A l’heure de Facebook et de la télé-réalité, une exposition de la Tate Modern à Londres livre sa vision du voyeurisme dans l’art. Eclairant.
Dans cette image de Chris Verene réalisée en 1996, le sujet n’est pas la jeune femme shootée nue, que l’on devine sur le rebord de la fenêtre, mais le photographe lui-même, qui dissimule presque entièrement sa proie. Avec ce cliché extrait de la série Camera Club, c’est donc un peu l’histoire de l’arroseur arrosé, du voyeur démasqué, que met en scène le photographe américain.
{"type":"Pave-Haut2-Desktop"}
A Londres, c’est le point de vue qu’adopte Exposed: Voyeurism, Surveillance and the Camera, qui met à nu l’usage photographique et ses velléités de contrôle.
“Sommes-nous devenus une société de voyeurs ?”
, s’interroge en préambule de l’exposition le directeur de la Tate Modern, qui fête ses 10 ans. On dirait que oui, vu la prolifération d’un tas de prothèses et procédés de mise en scène de soi (téléphones portables, émissions de télé-réalité, vidéos diffusées sur YouTube, Facebook, localisations sur iPhone) qui font de nous des voyeurs absolus et des exhibitionnistes forcenés.
Habilement, l’exposition ne se cantonne pas à une imagerie récente et remonte aux débuts de la photographie pour en déceler le potentiel voyeuriste. On y croise les premières images érotiques d’Auguste Belloc, les prises sur le vif enregistrées par les pionniers de la street photography dans les années 50 (Walker Evans, Robert Frank, Diane Arbus ou Henri Cartier-Bresson) ou les images trash et intimistes de Nan Goldin et l’iconographie militaire détournée par Harun Farocki.
Les pulsions scopiques du photographe, qui constituaient le sujet principal de l’extraordinaire Fenêtre sur cour (dans ce film de 1954, Hitchcock mettait en scène un reporter immobilisé après un accident qui suit depuis sa chambre à coucher les allées et venues de ses voisins), sont au cœur de l’exposition. Il faut dire que, de Vito Accconci à Sophie Calle en passant par Philip-Lorca diCorcia, nombreux sont les artistes à avoir un temps endossé la posture du suiveur jouisseur, traqueur discret d’anonymes saisis dans leur intimité.
Ailleurs, ce sont les stars Andy Warhol – photographié le torse nu et cicatrisé par Richard Avedon –, ou Jackie Kennedy et Elizabeth Taylor, qui font les frais des paparazzi de luxe que sont Weegee ou Guy Bourdin. Le dernier versant de cette exposition extrêmement dense propose la lecture d’une photographie de guerre confrontée à l’irréconciliable : le témoignage d’un côté, la compassion de l’autre.

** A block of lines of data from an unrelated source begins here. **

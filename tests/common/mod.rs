//! Shared fakes and builders for the cross-module tests.
//!
//! The engine is generic over its embedder and language-model seams, so
//! the whole pipeline runs here against deterministic in-process fakes
//! and a temp-directory store.

use std::collections::hash_map::DefaultHasher;
use std::collections::HashMap;
use std::hash::{Hash, Hasher};
use std::path::Path;
use std::sync::atomic::{AtomicUsize, Ordering};
use std::sync::Arc;

use async_trait::async_trait;

use ragd::{
    ChatMessage, Config, Embedder, GenerationOptions, LanguageModel, RagEngine, Result,
    TokenStream, VectorStore,
};

pub const TEST_ADMIN_KEY: &str = "test-admin-key-0123456789";

/// Deterministic bag-of-words embedder: each word bumps a hashed bucket,
/// so texts sharing words land near each other in cosine space.
pub struct FakeEmbedder {
    dim: usize,
}

impl FakeEmbedder {
    pub fn new(dim: usize) -> Self {
        Self { dim }
    }
}

pub fn hash_embed(text: &str, dim: usize) -> Vec<f32> {
    let mut vector = vec![0.0f32; dim];
    for word in text.to_lowercase().split_whitespace() {
        let mut hasher = DefaultHasher::new();
        word.hash(&mut hasher);
        let bucket = (hasher.finish() as usize) % dim;
        vector[bucket] += 1.0;
    }
    if vector.iter().all(|v| *v == 0.0) {
        vector[0] = 1.0;
    }
    vector
}

#[async_trait]
impl Embedder for FakeEmbedder {
    async fn warm_up(&self) -> Result<usize> {
        Ok(self.dim)
    }

    async fn embed(&self, text: &str) -> Result<Vec<f32>> {
        Ok(hash_embed(text, self.dim))
    }

    async fn embed_batch(&self, texts: &[String]) -> Result<Vec<Vec<f32>>> {
        Ok(texts.iter().map(|t| hash_embed(t, self.dim)).collect())
    }

    fn dimension(&self) -> usize {
        self.dim
    }

    fn model_name(&self) -> &str {
        "fake-embedder"
    }
}

/// Canned-reply model. `complete` returns the reply whole; `stream` feeds
/// it out in small fragments through a narrow channel so consumers can
/// cancel mid-stream. Live streams are counted for cancellation tests.
pub struct FakeModel {
    reply: String,
    active: Arc<AtomicUsize>,
}

impl FakeModel {
    pub fn new(reply: &str) -> Self {
        Self {
            reply: reply.to_string(),
            active: Arc::new(AtomicUsize::new(0)),
        }
    }
}

struct ActiveGuard(Arc<AtomicUsize>);

impl Drop for ActiveGuard {
    fn drop(&mut self) {
        self.0.fetch_sub(1, Ordering::SeqCst);
    }
}

fn fragments(reply: &str) -> Vec<String> {
    reply
        .chars()
        .collect::<Vec<_>>()
        .chunks(3)
        .map(|chunk| chunk.iter().collect())
        .collect()
}

#[async_trait]
impl LanguageModel for FakeModel {
    async fn complete(
        &self,
        _messages: &[ChatMessage],
        _options: &GenerationOptions,
    ) -> Result<String> {
        Ok(self.reply.clone())
    }

    async fn stream(
        &self,
        _messages: &[ChatMessage],
        _options: &GenerationOptions,
    ) -> Result<TokenStream> {
        let (tx, stream) = TokenStream::channel(1);
        let tokens = fragments(&self.reply);

        self.active.fetch_add(1, Ordering::SeqCst);
        let guard = ActiveGuard(Arc::clone(&self.active));

        tokio::spawn(async move {
            let _guard = guard;
            for token in tokens {
                if tx.send(Ok(token)).await.is_err() {
                    return;
                }
            }
        });

        Ok(stream)
    }

    async fn list_models(&self) -> Result<Vec<String>> {
        Ok(vec!["fake-model".to_string()])
    }

    async fn ping(&self) -> bool {
        true
    }

    fn active_streams(&self) -> usize {
        self.active.load(Ordering::SeqCst)
    }
}

/// Configuration rooted in a temp directory, small chunks for fast tests.
pub fn test_config(root: &Path) -> Arc<Config> {
    let mut env = HashMap::new();
    env.insert("ADMIN_API_KEY".to_string(), TEST_ADMIN_KEY.to_string());
    env.insert(
        "VECTOR_STORE_DIR".to_string(),
        root.join("vectors").display().to_string(),
    );
    env.insert(
        "UPLOAD_DIR".to_string(),
        root.join("uploads").display().to_string(),
    );
    env.insert("EMBEDDING_MODEL".to_string(), "fake-embedder".to_string());
    env.insert("CHUNK_SIZE".to_string(), "120".to_string());
    env.insert("CHUNK_OVERLAP".to_string(), "20".to_string());
    env.insert("MAX_FILE_SIZE_MB".to_string(), "1".to_string());
    env.insert("TOP_K_RESULTS".to_string(), "3".to_string());

    Arc::new(Config::from_lookup(|key| env.get(key).cloned()).unwrap())
}

pub type TestEngine = RagEngine<FakeEmbedder, FakeModel>;

/// Build a warmed-up engine over fakes and a fresh store.
pub async fn test_engine(root: &Path, reply: &str) -> (Arc<TestEngine>, Arc<Config>) {
    let config = test_config(root);
    let store = VectorStore::open(&config).await.unwrap();
    let engine = Arc::new(RagEngine::new(
        Arc::clone(&config),
        FakeEmbedder::new(16),
        store,
        FakeModel::new(reply),
    ));
    engine.warm_up().await.unwrap();
    (engine, config)
}
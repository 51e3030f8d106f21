//! HTTP surface tests: the router is driven in process with `oneshot`
//! requests against an engine built on fakes.

mod common;

use axum::body::Body;
use axum::http::{header, Request, StatusCode};
use axum::Router;
use common::{test_engine, TEST_ADMIN_KEY};
use http_body_util::BodyExt;
use ragd::{build_router, AppState};
use tower::ServiceExt;

const RESUME_TEXT: &str = "Worked five years as a systems engineer. \
Built storage engines and network services in production.";

async fn test_app(reply: &str) -> (Router, tempfile::TempDir) {
    let dir = tempfile::tempdir().unwrap();
    let (engine, config) = test_engine(dir.path(), reply).await;
    let app = build_router(AppState { engine, config });
    (app, dir)
}

async fn body_json(response: axum::response::Response) -> serde_json::Value {
    let bytes = response.into_body().collect().await.unwrap().to_bytes();
    serde_json::from_slice(&bytes).unwrap()
}

fn multipart_upload(filename: &str, content: &str) -> Request<Body> {
    let boundary = "ragd-test-boundary";
    let body = format!(
        "--{boundary}\r\n\
         Content-Disposition: form-data; name=\"file\"; filename=\"{filename}\"\r\n\
         Content-Type: text/plain\r\n\r\n\
         {content}\r\n\
         --{boundary}--\r\n"
    );

    Request::builder()
        .method("POST")
        .uri("/ingest")
        .header(
            header::CONTENT_TYPE,
            format!("multipart/form-data; boundary={boundary}"),
        )
        .header("X-Admin-Key", TEST_ADMIN_KEY)
        .body(Body::from(body))
        .unwrap()
}

fn json_post(uri: &str, body: serde_json::Value) -> Request<Body> {
    Request::builder()
        .method("POST")
        .uri(uri)
        .header(header::CONTENT_TYPE, "application/json")
        .body(Body::from(body.to_string()))
        .unwrap()
}

#[tokio::test]
async fn health_reports_connected_services() {
    let (app, _dir) = test_app("ok").await;

    let response = app
        .oneshot(Request::builder().uri("/health").body(Body::empty()).unwrap())
        .await
        .unwrap();
    assert_eq!(response.status(), StatusCode::OK);

    let json = body_json(response).await;
    assert_eq!(json["status"], "healthy");
    assert_eq!(json["services"]["llm"], "connected");
    assert_eq!(json["services"]["vector_store"], "connected");
    assert!(json["version"].is_string());
    assert!(json["timestamp"].is_string());
}

#[tokio::test]
async fn liveness_and_readiness_probes_respond() {
    let (app, _dir) = test_app("ok").await;

    for (uri, field) in [("/health/ready", "ready"), ("/health/live", "alive")] {
        let response = app
            .clone()
            .oneshot(Request::builder().uri(uri).body(Body::empty()).unwrap())
            .await
            .unwrap();
        assert_eq!(response.status(), StatusCode::OK);
        assert_eq!(body_json(response).await["status"], field);
    }
}

#[tokio::test]
async fn admin_routes_reject_missing_wrong_and_short_keys() {
    let (app, _dir) = test_app("ok").await;

    // Missing header.
    let response = app
        .clone()
        .oneshot(
            Request::builder()
                .method("DELETE")
                .uri("/admin/documents/anything")
                .body(Body::empty())
                .unwrap(),
        )
        .await
        .unwrap();
    assert_eq!(response.status(), StatusCode::UNAUTHORIZED);

    // Wrong key.
    let response = app
        .clone()
        .oneshot(
            Request::builder()
                .uri("/admin/stats")
                .header("X-Admin-Key", "wrong-key-wrong-key-wrong")
                .body(Body::empty())
                .unwrap(),
        )
        .await
        .unwrap();
    assert_eq!(response.status(), StatusCode::UNAUTHORIZED);

    // Key below the minimum length can never match.
    let response = app
        .clone()
        .oneshot(
            Request::builder()
                .uri("/admin/documents")
                .header("X-Admin-Key", "short")
                .body(Body::empty())
                .unwrap(),
        )
        .await
        .unwrap();
    assert_eq!(response.status(), StatusCode::UNAUTHORIZED);

    // No side effects: the collection is still empty.
    let response = app
        .oneshot(
            Request::builder()
                .uri("/admin/stats")
                .header("X-Admin-Key", TEST_ADMIN_KEY)
                .body(Body::empty())
                .unwrap(),
        )
        .await
        .unwrap();
    assert_eq!(response.status(), StatusCode::OK);
    assert_eq!(body_json(response).await["total_documents"], 0);
}

#[tokio::test]
async fn ingest_then_stats_then_delete_roundtrip() {
    let (app, _dir) = test_app("ok").await;

    let response = app
        .clone()
        .oneshot(multipart_upload("resume.txt", RESUME_TEXT))
        .await
        .unwrap();
    assert_eq!(response.status(), StatusCode::OK);

    let json = body_json(response).await;
    assert_eq!(json["success"], true);
    let document_id = json["document"]["document_id"].as_str().unwrap().to_string();
    let chunk_count = json["document"]["chunk_count"].as_i64().unwrap();
    assert!(document_id.starts_with("doc_"));
    assert!(chunk_count >= 1);

    let response = app
        .clone()
        .oneshot(
            Request::builder()
                .uri("/admin/stats")
                .header("X-Admin-Key", TEST_ADMIN_KEY)
                .body(Body::empty())
                .unwrap(),
        )
        .await
        .unwrap();
    let stats = body_json(response).await;
    assert_eq!(stats["total_documents"], 1);
    assert_eq!(stats["total_chunks"], chunk_count);

    let response = app
        .clone()
        .oneshot(
            Request::builder()
                .uri("/admin/documents")
                .header("X-Admin-Key", TEST_ADMIN_KEY)
                .body(Body::empty())
                .unwrap(),
        )
        .await
        .unwrap();
    let listing = body_json(response).await;
    assert_eq!(listing["total_count"], 1);
    assert_eq!(listing["documents"][0]["filename"], "resume.txt");

    let response = app
        .clone()
        .oneshot(
            Request::builder()
                .method("DELETE")
                .uri(format!("/admin/documents/{document_id}"))
                .header("X-Admin-Key", TEST_ADMIN_KEY)
                .body(Body::empty())
                .unwrap(),
        )
        .await
        .unwrap();
    assert_eq!(response.status(), StatusCode::OK);
    let json = body_json(response).await;
    assert_eq!(json["success"], true);
    assert_eq!(json["deleted_chunks"].as_i64().unwrap(), chunk_count);

    let response = app
        .oneshot(
            Request::builder()
                .uri("/admin/stats")
                .header("X-Admin-Key", TEST_ADMIN_KEY)
                .body(Body::empty())
                .unwrap(),
        )
        .await
        .unwrap();
    assert_eq!(body_json(response).await["total_chunks"], 0);
}

#[tokio::test]
async fn ingest_without_a_file_part_is_a_bad_request() {
    let (app, _dir) = test_app("ok").await;

    let boundary = "ragd-test-boundary";
    let body = format!(
        "--{boundary}\r\n\
         Content-Disposition: form-data; name=\"note\"\r\n\r\n\
         just a text field\r\n\
         --{boundary}--\r\n"
    );

    let response = app
        .oneshot(
            Request::builder()
                .method("POST")
                .uri("/ingest")
                .header(
                    header::CONTENT_TYPE,
                    format!("multipart/form-data; boundary={boundary}"),
                )
                .header("X-Admin-Key", TEST_ADMIN_KEY)
                .body(Body::from(body))
                .unwrap(),
        )
        .await
        .unwrap();
    assert_eq!(response.status(), StatusCode::BAD_REQUEST);
}

#[tokio::test]
async fn ingest_of_unsupported_format_is_a_client_error() {
    let (app, _dir) = test_app("ok").await;

    let response = app
        .oneshot(multipart_upload("page.html", "<html></html>"))
        .await
        .unwrap();
    assert_eq!(response.status(), StatusCode::BAD_REQUEST);

    let json = body_json(response).await;
    assert_eq!(json["error"]["code"], "unsupported_format");
}

#[tokio::test]
async fn chat_returns_answer_with_sources() {
    let (app, _dir) = test_app("They built storage engines.").await;

    let response = app
        .clone()
        .oneshot(multipart_upload("resume.txt", RESUME_TEXT))
        .await
        .unwrap();
    assert_eq!(response.status(), StatusCode::OK);

    let response = app
        .oneshot(json_post(
            "/chat",
            serde_json::json!({
                "message": "what did they build as a systems engineer?",
                "history": [
                    {"role": "user", "content": "hi"},
                    {"role": "assistant", "content": "hello"}
                ]
            }),
        ))
        .await
        .unwrap();
    assert_eq!(response.status(), StatusCode::OK);

    let json = body_json(response).await;
    assert_eq!(json["response"], "They built storage engines.");
    assert_eq!(json["sources"][0], "resume.txt");
}

#[tokio::test]
async fn empty_and_oversized_chat_messages_are_rejected() {
    let (app, _dir) = test_app("ok").await;

    let response = app
        .clone()
        .oneshot(json_post("/chat", serde_json::json!({"message": "   "})))
        .await
        .unwrap();
    assert_eq!(response.status(), StatusCode::BAD_REQUEST);

    let long = "x".repeat(4001);
    let response = app
        .oneshot(json_post("/chat", serde_json::json!({ "message": long })))
        .await
        .unwrap();
    assert_eq!(response.status(), StatusCode::BAD_REQUEST);
}

#[tokio::test]
async fn chat_stream_frames_tokens_and_ends_with_sources() {
    let reply = "The resume covers systems engineering.";
    let (app, _dir) = test_app(reply).await;

    let response = app
        .clone()
        .oneshot(multipart_upload("resume.txt", RESUME_TEXT))
        .await
        .unwrap();
    assert_eq!(response.status(), StatusCode::OK);

    let response = app
        .oneshot(json_post(
            "/chat/stream",
            serde_json::json!({"message": "summarize the resume", "history": []}),
        ))
        .await
        .unwrap();
    assert_eq!(response.status(), StatusCode::OK);
    assert!(response
        .headers()
        .get(header::CONTENT_TYPE)
        .unwrap()
        .to_str()
        .unwrap()
        .starts_with("text/event-stream"));

    let bytes = response.into_body().collect().await.unwrap().to_bytes();
    let text = String::from_utf8(bytes.to_vec()).unwrap();

    let frames: Vec<&str> = text
        .lines()
        .filter_map(|line| line.strip_prefix("data: "))
        .collect();
    assert!(frames.len() >= 3, "expected token, terminal and DONE frames");
    assert_eq!(*frames.last().unwrap(), "[DONE]");

    let mut streamed = String::new();
    let mut saw_terminal = false;
    for frame in &frames[..frames.len() - 1] {
        let json: serde_json::Value = serde_json::from_str(frame).unwrap();
        if json["done"].as_bool().unwrap() {
            saw_terminal = true;
            assert_eq!(json["chunk"], "");
            assert_eq!(json["sources"][0], "resume.txt");
        } else {
            assert!(!saw_terminal, "tokens after the terminal frame");
            assert!(json["sources"].is_null());
            streamed.push_str(json["chunk"].as_str().unwrap());
        }
    }

    assert!(saw_terminal);
    assert_eq!(streamed, reply);
}

#[tokio::test]
async fn stream_of_empty_message_is_rejected_before_streaming() {
    let (app, _dir) = test_app("ok").await;

    let response = app
        .oneshot(json_post("/chat/stream", serde_json::json!({"message": ""})))
        .await
        .unwrap();
    assert_eq!(response.status(), StatusCode::BAD_REQUEST);
}

#[tokio::test]
async fn reset_clears_the_collection() {
    let (app, _dir) = test_app("ok").await;

    let response = app
        .clone()
        .oneshot(multipart_upload("resume.txt", RESUME_TEXT))
        .await
        .unwrap();
    assert_eq!(response.status(), StatusCode::OK);

    let response = app
        .clone()
        .oneshot(
            Request::builder()
                .method("POST")
                .uri("/admin/reset")
                .header("X-Admin-Key", TEST_ADMIN_KEY)
                .body(Body::empty())
                .unwrap(),
        )
        .await
        .unwrap();
    assert_eq!(response.status(), StatusCode::OK);

    let response = app
        .oneshot(
            Request::builder()
                .uri("/admin/stats")
                .header("X-Admin-Key", TEST_ADMIN_KEY)
                .body(Body::empty())
                .unwrap(),
        )
        .await
        .unwrap();
    assert_eq!(body_json(response).await["total_documents"], 0);
}
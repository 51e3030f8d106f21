use thiserror::Error;

/// Failure kinds raised by the ingestion and retrieval pipeline.
///
/// The HTTP layer maps each kind to a status code; everything the caller
/// can fix (bad upload, empty query) is a client error, everything that
/// depends on a backing service (embedder, store, model daemon) is a
/// server error.
#[derive(Debug, Error)]
pub enum RagError {
    #[error("file type {0} is not allowed")]
    UnsupportedFormat(String),

    #[error("file too large: {size} bytes (limit {limit})")]
    TooLarge { size: u64, limit: u64 },

    #[error("query must not be empty")]
    QueryEmpty,

    #[error("could not extract text: {0}")]
    ParseFailed(String),

    #[error("embedding request failed: {0}")]
    EmbeddingFailed(String),

    #[error("vector store failure: {0}")]
    VectorStoreFailed(#[from] sqlx::Error),

    #[error("language model unreachable: {0}")]
    LlmUnreachable(String),

    #[error("language model timed out")]
    LlmTimeout,

    #[error(
        "collection was built with embedding model '{stored}' but '{configured}' is configured; \
         delete the collection directory to reindex"
    )]
    EmbeddingModelMismatch { stored: String, configured: String },

    #[error("invalid configuration: {0}")]
    InvalidConfig(String),
}

impl RagError {
    /// True for failures the caller caused and can correct; these surface
    /// as 4xx and are never worth retrying unchanged.
    pub fn is_client_error(&self) -> bool {
        matches!(
            self,
            RagError::UnsupportedFormat(_)
                | RagError::TooLarge { .. }
                | RagError::QueryEmpty
                | RagError::ParseFailed(_)
        )
    }
}

pub type Result<T, E = RagError> = std::result::Result<T, E>;
//! Ortho Router - orthogonal connector routing between rectangular boxes
//!
//! This library routes axis-aligned connector lines around obstacle boxes and
//! renders the result as SVG. Scenes are described in TOML.
//!
//! # Example
//!
//! ```rust
//! use ortho_router::render;
//!
//! let svg = render(r#"
//!     [[box]]
//!     id = "a"
//!     start = 0
//!     end = 50
//!     top = 0
//!     bottom = 20
//!
//!     [[box]]
//!     id = "b"
//!     start = 200
//!     end = 250
//!     top = 100
//!     bottom = 120
//!
//!     [[line]]
//!     from = "a"
//!     to = "b"
//! "#).unwrap();
//! assert!(svg.contains("<svg"));
//! ```

pub mod error;
pub mod renderer;
pub mod routing;
pub mod scene;

pub use error::SceneError;
pub use renderer::{render_svg, SvgConfig};
pub use routing::{find_path, LineDef, PathFinder, RouteError, RoutedPath, RouterConfig};
pub use scene::{RoutedLine, Scene};

use thiserror::Error;

/// Errors that can occur during the render pipeline
#[derive(Debug, Error)]
pub enum RenderError {
    /// Error loading or validating the scene
    #[error("scene error: {0}")]
    Scene(#[from] SceneError),

    /// Invalid routing input
    #[error("routing error: {0}")]
    Route(#[from] RouteError),
}

impl RenderError {
    /// Format the error with source context where available
    pub fn format(&self, source: &str, filename: &str) -> String {
        match self {
            RenderError::Scene(err) => err.format(source, filename),
            RenderError::Route(err) => format!("Error: {}", err),
        }
    }
}

/// Overrides applied on top of the scene file's own settings
#[derive(Debug, Clone, Default)]
pub struct RenderConfig {
    /// Force right-to-left resolution of `start`/`end` sides
    pub rtl: Option<bool>,
    /// Override the connector corner radius
    pub corner_radius: Option<f64>,
    /// Print each routed line to stderr
    pub debug: bool,
}

impl RenderConfig {
    /// Create a new configuration with defaults
    pub fn new() -> Self {
        Self::default()
    }

    /// Set right-to-left layout
    pub fn with_rtl(mut self, rtl: bool) -> Self {
        self.rtl = Some(rtl);
        self
    }

    /// Set the connector corner radius
    pub fn with_corner_radius(mut self, radius: f64) -> Self {
        self.corner_radius = Some(radius);
        self
    }

    /// Enable or disable debug mode
    pub fn with_debug(mut self, debug: bool) -> Self {
        self.debug = debug;
        self
    }

    fn apply(&self, scene: &mut Scene) {
        if let Some(rtl) = self.rtl {
            scene.router.rtl = rtl;
        }
        if let Some(radius) = self.corner_radius {
            scene.svg.corner_radius = radius;
        }
    }
}

/// Parse a scene and route every line in it
///
/// # Example
///
/// ```rust
/// use ortho_router::{route_scene, RenderConfig};
///
/// let lines = route_scene(r#"
///     [[box]]
///     id = "a"
///     start = 0
///     end = 40
///     top = 0
///     bottom = 20
///
///     [[box]]
///     id = "b"
///     start = 100
///     end = 140
///     top = 0
///     bottom = 20
///
///     [[line]]
///     from = "a"
///     to = "b"
/// "#, &RenderConfig::default()).unwrap();
///
/// assert_eq!(lines.len(), 1);
/// assert!(lines[0].path.is_some());
/// ```
pub fn route_scene(source: &str, config: &RenderConfig) -> Result<Vec<RoutedLine>, RenderError> {
    let (_, lines) = load_and_route(source, config)?;
    Ok(lines)
}

/// Render a TOML scene to SVG with default configuration
pub fn render(source: &str) -> Result<String, RenderError> {
    render_with_config(source, RenderConfig::default())
}

/// Render a TOML scene to SVG with command-line overrides
///
/// # Example
///
/// ```rust
/// use ortho_router::{render_with_config, RenderConfig};
///
/// let config = RenderConfig::new().with_corner_radius(4.0);
/// let svg = render_with_config("", config).unwrap();
/// assert!(svg.contains("<svg"));
/// ```
pub fn render_with_config(source: &str, config: RenderConfig) -> Result<String, RenderError> {
    let (scene, lines) = load_and_route(source, &config)?;
    Ok(render_svg(&scene, &lines, &scene.svg))
}

fn load_and_route(source: &str, config: &RenderConfig) -> Result<(Scene, Vec<RoutedLine>), RenderError> {
    let mut scene = Scene::from_toml_str(source)?;
    config.apply(&mut scene);

    let lines = scene.route()?;

    if config.debug {
        eprintln!("=== Routing Debug ===");
        for line in &lines {
            match &line.path {
                Some(path) => {
                    eprintln!(
                        "[{} -> {}] attempts={} fallbacks={:?} hide_marker={} length={:.1}",
                        line.from,
                        line.to,
                        path.attempts,
                        path.fallbacks,
                        path.hide_marker,
                        path.length()
                    );
                    for segment in &path.segments {
                        eprintln!(
                            "  ({:.1}, {:.1}) -> ({:.1}, {:.1})",
                            segment.x1, segment.y1, segment.x2, segment.y2
                        );
                    }
                }
                None => eprintln!("[{} -> {}] no route, drawn direct", line.from, line.to),
            }
        }
        eprintln!("=====================");
    }

    Ok((scene, lines))
}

Dans Devant la douleur des autres, la philosophe Susan Sontag commentait le caractère pornographique des clichés pris par les soldats US dans la prison d’Abou Ghraib.
“L’horreur de ce qui est montré sur les photographies ne peut être séparée de l’horreur née du fait que ces photographies ont pu être prises”
, analysait-elle, s’inquiétant déjà de la propension contemporaine à tout scénariser.
Spécialiste de l’image, Marie-José Mondzain datait au 11 Septembre,
“véritable détonateur iconique, (…) la mise en scène de la terreur comme industrie du spectacle”.
Avec cette exposition aux registres multiples, du plus léger au plus grave, il s’agit en tout cas de prendre toute la mesure du pouvoir constituant de l’image photographique.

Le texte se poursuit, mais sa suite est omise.